Below are the entries. Transcribe exactly the lines from the one with "error (default: info)" through the one with "use domain_claims::ClaimProcessor;", ends included, and leave out all others.

::::

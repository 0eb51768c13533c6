//! LLM-backed keyword extraction from claim descriptions

use async_trait::async_trait;
use std::sync::Arc;

use core_kernel::{DomainPort, PortError};
use domain_claims::{KeywordExtraction, KeywordExtractor};

use crate::ollama::OllamaClient;

const SYSTEM_PROMPT: &str = r#"You are an insurance domain information extractor.

Your task:
- Extract structured information from an accident description.
- Do NOT explain.
- Do NOT make decisions.
- Output ONLY valid JSON.

JSON schema:
{
  "incident_type": string,
  "damage_severity": "minor" | "moderate" | "major",
  "keywords": [string]
}

Rules:
- keywords must be concrete vehicle parts or damage indicators
- incident_type must be one word
- damage_severity must be inferred conservatively"#;

fn keyword_prompt(description: &str) -> String {
    format!(
        "SYSTEM:\n{SYSTEM_PROMPT}\n\nUSER:\nAccident description:\n\"\"\"{description}\"\"\"\n\nReturn JSON only.\n"
    )
}

/// Parses the LLM output, degrading to the default extraction when the
/// model returned something other than the requested JSON.
fn parse_extraction(raw: &str) -> KeywordExtraction {
    match serde_json::from_str(raw.trim()) {
        Ok(extraction) => extraction,
        Err(err) => {
            tracing::debug!(error = %err, "keyword extraction output was not valid JSON");
            KeywordExtraction::default()
        }
    }
}

/// Keyword extractor over the local LLM.
///
/// Transport failures are returned as errors and degraded by the pipeline;
/// unparseable model output degrades here to the default extraction.
pub struct OllamaKeywordExtractor {
    client: Arc<OllamaClient>,
}

impl OllamaKeywordExtractor {
    pub fn new(client: Arc<OllamaClient>) -> Self {
        Self { client }
    }
}

impl DomainPort for OllamaKeywordExtractor {}

#[async_trait]
impl KeywordExtractor for OllamaKeywordExtractor {
    async fn extract(&self, description: &str) -> Result<KeywordExtraction, PortError> {
        let raw = self.client.generate(&keyword_prompt(description)).await?;
        Ok(parse_extraction(&raw))
    }
}

#[cfg(test)]
mod tests {
    use super::*;

    #[test]
    fn test_parse_valid_output() {
        let extraction = parse_extraction(
            r#"{"incident_type": "collision", "damage_severity": "major", "keywords": ["bumper", "headlight"]}"#,
        );
        assert_eq!(extraction.incident_type, "collision");
        assert_eq!(extraction.keywords, vec!["bumper", "headlight"]);
    }

    #[test]
    fn test_parse_partial_output_fills_defaults() {
        let extraction = parse_extraction(r#"{"keywords": ["windshield"]}"#);
        assert_eq!(extraction.incident_type, "unknown");
        assert_eq!(extraction.keywords, vec!["windshield"]);
    }

    #[test]
    fn test_parse_garbage_degrades_to_default() {
        let extraction = parse_extraction("Sure! Here is the JSON you asked for: ...");
        assert_eq!(extraction, KeywordExtraction::default());
        assert!(extraction.keywords.is_empty());
    }

    #[test]
    fn test_prompt_embeds_description() {
        let prompt = keyword_prompt("hit a tree near the gate");
        assert!(prompt.contains("hit a tree near the gate"));
        assert!(prompt.contains("Return JSON only."));
    }
}
//! Test Utilities
//!
//! Shared builders, fixtures, and mock collaborators for the claims test
//! suite. Builders construct domain data with sensible defaults so tests
//! only specify the fields they care about; mocks implement the collaborator
//! ports with canned results or forced failures.

pub mod builders;
pub mod fixtures;
pub mod mocks;

pub use builders::{ImageFindingsBuilder, SurveyFactsBuilder};
pub use fixtures::{clause, sample_clauses, sample_engine, sample_index, StubEmbedder, EMBED_DIM};
pub use mocks::{
    InMemoryClaimStore, MockExplanationGenerator, MockImageAnalyzer, MockKeywordExtractor,
    MockTabularPredictor,
};
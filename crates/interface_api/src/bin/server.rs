//! Motor Claims Core - API Server Binary
//!
//! Starts the HTTP API server for the claims adjudication pipeline.
//!
//! # Usage
//!
//! ```bash
//! # Run with default configuration
//! cargo run --bin claims-api
//!
//! # Run with environment variables
//! API_HOST=0.0.0.0 API_PORT=8080 API_DATABASE_URL=postgres://... cargo run --bin claims-api
//! ```
//!
//! # Environment Variables
//!
//! * `API_HOST` / `API_PORT` - bind address (default: 0.0.0.0:8080)
//! * `API_DATABASE_URL` - PostgreSQL connection string
//! * `API_OLLAMA_URL` - Ollama daemon base URL
//! * `API_GENERATION_MODEL` / `API_EMBEDDING_MODEL` - Ollama model names
//! * `API_IMAGE_MODEL_URL` / `API_TABULAR_MODEL_URL` - model server URLs
//! * `API_EVIDENCE_INDEX_DIR` - evidence index artifact directory
//! * `API_LOG_LEVEL` - trace, debug, info, warn, error (default: info)

use anyhow::Context;
use std::net::SocketAddr;
use std::sync::Arc;
use tokio::net::TcpListener;
use tracing_subscriber::{layer::SubscriberExt, util::SubscriberInitExt, EnvFilter};

use domain_claims::ClaimProcessor;
use domain_retrieval::RetrievalEngine;
use infra_db::{create_pool, run_migrations, ClaimsRepository, DatabaseConfig};
use infra_models::{
    HttpImageAnalyzer, HttpTabularPredictor, OllamaClient, OllamaConfig, OllamaEmbedder,
    OllamaExplanationGenerator, OllamaKeywordExtractor,
};
use interface_api::{config::ApiConfig, create_router, AppState};

#[tokio::main]
async fn main() -> anyhow::Result<()> {
    // Load .env file if present (useful for local development)
    dotenvy::dotenv().ok();

    let config = ApiConfig::from_env().context("failed to load configuration")?;
    init_tracing(&config.log_level);

    tracing::info!(
        host = %config.host,
        port = %config.port,
        "Starting Motor Claims API Server"
    );

    let pool = create_pool(&DatabaseConfig {
        url: config.database_url.clone(),
        ..DatabaseConfig::default()
    })
    .await
    .context("failed to connect to database")?;
    run_migrations(&pool).await.context("failed to run migrations")?;

    let ollama = Arc::new(OllamaClient::new(OllamaConfig {
        base_url: config.ollama_url.clone(),
        generation_model: config.generation_model.clone(),
        embedding_model: config.embedding_model.clone(),
        timeout_secs: config.llm_timeout_secs,
    })?);
    if !ollama.is_available().await {
        tracing::warn!(
            url = %config.ollama_url,
            "ollama is not reachable; keyword extraction and explanations will degrade"
        );
    }

    let retrieval = Arc::new(RetrievalEngine::new(
        config.evidence_index_dir.clone(),
        Arc::new(OllamaEmbedder::new(ollama.clone())),
    ));
    let image_analyzer = Arc::new(HttpImageAnalyzer::new(
        config.image_model_url.clone(),
        config.model_timeout_secs,
    )?);
    let tabular = Arc::new(HttpTabularPredictor::new(
        config.tabular_model_url.clone(),
        config.model_timeout_secs,
    )?);
    let keyword_extractor = Arc::new(OllamaKeywordExtractor::new(ollama.clone()));
    let explainer = Arc::new(OllamaExplanationGenerator::new(ollama));

    let store = Arc::new(ClaimsRepository::new(pool));
    let processor = Arc::new(ClaimProcessor::new(
        image_analyzer,
        keyword_extractor,
        retrieval,
        tabular,
        explainer,
        store.clone(),
    ));

    let app = create_router(AppState { processor, store });

    let addr: SocketAddr = config
        .server_addr()
        .parse()
        .context("invalid server address")?;
    tracing::info!(%addr, "Server listening");

    let listener = TcpListener::bind(addr).await?;
    axum::serve(listener, app)
        .with_graceful_shutdown(shutdown_signal())
        .await?;

    tracing::info!("Server shutdown complete");
    Ok(())
}

fn init_tracing(log_level: &str) {
    let filter = EnvFilter::try_from_default_env()
        .or_else(|_| EnvFilter::try_new(log_level))
        .unwrap_or_else(|_| EnvFilter::new("info"));

    tracing_subscriber::registry()
        .with(filter)
        .with(tracing_subscriber::fmt::layer())
        .init();
}

async fn shutdown_signal() {
    if let Err(err) = tokio::signal::ctrl_c().await {
        tracing::error!(error = %err, "failed to install shutdown signal handler");
        return;
    }
    tracing::info!("Shutdown signal received");
}
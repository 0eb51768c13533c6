//! Claims domain error types

use thiserror::Error;

/// Errors raised by the claim aggregate
#[derive(Debug, Error)]
pub enum ClaimError {
    #[error("Invalid claim state transition: {from} -> {to}")]
    InvalidStateTransition { from: String, to: String },
}
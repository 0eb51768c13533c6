//! Nearest-neighbor search backends
//!
//! Two implementations of the same exact ranking, selected once at index
//! load based on artifact availability: [`FlatIndexSearch`] consumes a
//! precomputed squared-norm file and ranks by `‖v‖² − 2·v·q` (which orders
//! identically to the full L2 distance, since `‖q‖²` is constant across
//! candidates); [`LinearScanSearch`] computes the full Euclidean distance
//! per candidate. Ties break by ordinal index, so both backends are
//! deterministic on an unchanged index.

use std::path::Path;

use crate::error::RetrievalError;
use crate::index::EvidenceIndex;

/// Precomputed-norm file name inside the artifact directory
pub const NORMS_FILE: &str = "norms.bin";

/// Ranks candidate ordinals by ascending distance to a query vector.
pub trait NearestNeighbors: Send + Sync {
    /// Returns at most `k` ordinals from `candidates`, closest first.
    fn rank(
        &self,
        index: &EvidenceIndex,
        candidates: &[usize],
        query: &[f32],
        k: usize,
    ) -> Vec<usize>;

    /// Backend name for logs
    fn name(&self) -> &'static str;
}

/// Exact brute-force Euclidean scan over the candidate subset.
#[derive(Debug, Default)]
pub struct LinearScanSearch;

impl NearestNeighbors for LinearScanSearch {
    fn rank(
        &self,
        index: &EvidenceIndex,
        candidates: &[usize],
        query: &[f32],
        k: usize,
    ) -> Vec<usize> {
        let mut scored: Vec<(f32, usize)> = candidates
            .iter()
            .map(|&i| (squared_distance(index.vector(i), query), i))
            .collect();
        take_k(&mut scored, k)
    }

    fn name(&self) -> &'static str {
        "linear_scan"
    }
}

/// Flat index backed by precomputed squared norms.
#[derive(Debug)]
pub struct FlatIndexSearch {
    norms: Vec<f32>,
}

impl FlatIndexSearch {
    /// Loads the norm artifact for `index`, validating one norm per row.
    pub fn load(dir: &Path, index: &EvidenceIndex) -> Result<Self, RetrievalError> {
        let path = dir.join(NORMS_FILE);
        let bytes =
            std::fs::read(&path).map_err(|e| RetrievalError::io(path.display().to_string(), e))?;
        if bytes.len() % 4 != 0 {
            return Err(RetrievalError::artifact(format!(
                "norm file length {} is not a multiple of 4",
                bytes.len()
            )));
        }
        let norms: Vec<f32> = bytes
            .chunks_exact(4)
            .map(|b| f32::from_le_bytes([b[0], b[1], b[2], b[3]]))
            .collect();
        Self::from_norms(norms, index)
    }

    /// Builds the backend from already-decoded norms.
    pub fn from_norms(norms: Vec<f32>, index: &EvidenceIndex) -> Result<Self, RetrievalError> {
        if norms.len() != index.len() {
            return Err(RetrievalError::artifact(format!(
                "norm file has {} entries for {} clauses",
                norms.len(),
                index.len()
            )));
        }
        Ok(Self { norms })
    }
}

impl NearestNeighbors for FlatIndexSearch {
    fn rank(
        &self,
        index: &EvidenceIndex,
        candidates: &[usize],
        query: &[f32],
        k: usize,
    ) -> Vec<usize> {
        let mut scored: Vec<(f32, usize)> = candidates
            .iter()
            .map(|&i| (self.norms[i] - 2.0 * dot(index.vector(i), query), i))
            .collect();
        take_k(&mut scored, k)
    }

    fn name(&self) -> &'static str {
        "flat_index"
    }
}

/// Selects the search backend for an artifact directory: the flat index when
/// its norm file is present and consistent, the linear scan otherwise.
pub fn select_backend(dir: &Path, index: &EvidenceIndex) -> Box<dyn NearestNeighbors> {
    match FlatIndexSearch::load(dir, index) {
        Ok(backend) => Box::new(backend),
        Err(err) => {
            tracing::debug!(error = %err, "norm artifact unavailable, using linear scan");
            Box::new(LinearScanSearch)
        }
    }
}

fn squared_distance(a: &[f32], b: &[f32]) -> f32 {
    a.iter().zip(b).map(|(x, y)| (x - y) * (x - y)).sum()
}

fn dot(a: &[f32], b: &[f32]) -> f32 {
    a.iter().zip(b).map(|(x, y)| x * y).sum()
}

fn take_k(scored: &mut Vec<(f32, usize)>, k: usize) -> Vec<usize> {
    scored.sort_by(|a, b| a.0.total_cmp(&b.0).then(a.1.cmp(&b.1)));
    scored.iter().take(k).map(|&(_, i)| i).collect()
}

::::

#### Written answer
//! * `API_LOG_LEVEL` - trace, debug, info, warn, error (default: info)

use anyhow::Context;
use std::net::SocketAddr;
use std::sync::Arc;
use tokio::net::TcpListener;
use tracing_subscriber::{layer::SubscriberExt, util::SubscriberInitExt, EnvFilter};

use domain_claims::ClaimProcessor;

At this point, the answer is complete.